When you sit down with veteran money manager Sam Megabucks, you ask about his track record. “Well, look right here,” Sam says, producing a glossy fact sheet. “I delivered a 25% average annual return for my clients over the last 12 years!”
Without much further thought, you might be tempted to give that check to Sam. After all, how could he lie about his performance?
The truth is, the calculation of portfolio “returns” has for years been more art than science among many investment pros. Unencumbered by any sort of national reporting standards, some private money managers have concocted performance numbers which, if not outright lies, stretched the truth considerably.
Starting this year, however, the individual investor gets much-needed help in evaluating the performance pitches of the nation’s tens of thousands of money managers: Two professional investor associations have adopted tough standards by which money managers are to calculate and report their performance to clients and potential clients.
The two groups--the Assn. for Investment Management and Research and the Investment Management Consultants Assn.--have issued separate standards, but on major points they are virtually identical.

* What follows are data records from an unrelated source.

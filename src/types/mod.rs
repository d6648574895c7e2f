// Public modules
pub mod chunk;
pub mod model;
pub mod request;
pub mod turn;
pub mod usage;

// Re-exports
pub use chunk::{AudioDelta, ChatCompletionChunk, ChunkChoice, Delta, Fragment};
pub use model::{KnownModel, Model};
pub use request::{AudioOutputConfig, ChatCompletionRequest, Modality, StreamOptions};
pub use turn::{ContentPart, Role, Turn, TurnContent};
pub use usage::Usage;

The overriding goal is to assure apples-to-apples comparisons of investment returns by private money managers, so that investors can accurately judge managers’ expertise and success.
Though the standards aren’t legal requirements, client pressure on managers to conform with the rules is expected to be intense. Likewise, managers who adopt the standards can use that as a marketing tool against unwilling peers, to nudge them toward compliance.
“I think the industry is in dire need of this,” says Steven Check, whose Check Capital Management in Costa Mesa manages $65 million for clients.
The standards developed by the AIMR have received the widest publicity in the investment community because the AIMR’s 23,000 money-manager members work for some of the most respected firms in the business. Indeed, the list of major management firms endorsing the AIMR standards includes such heavy hitters as the California Public Employees Retirement System (CalPERS), Los Angeles-based Capital Guardian Trust and Chase Manhattan Bank.
The AIMR rules, some of which are mandatory (starting this year) and some of which are simply recommendations, are aimed at private money managers who oversee individual accounts, usually starting at $100,000 in value. Mutual funds aren’t a target of the standards because the funds already meet or exceed them, thanks to tough Securities and Exchange Commission regulations.
Katrina Sherrerd, senior vice president at the AIMR and a key architect of the new rules, says the effort got underway in 1986 when industry leaders began to focus on the innumerable ways that a money manager’s “performance” could be calculated.
“The question was, how do you compete in this business when nothing’s comparable” in quoted results, Sherrerd said.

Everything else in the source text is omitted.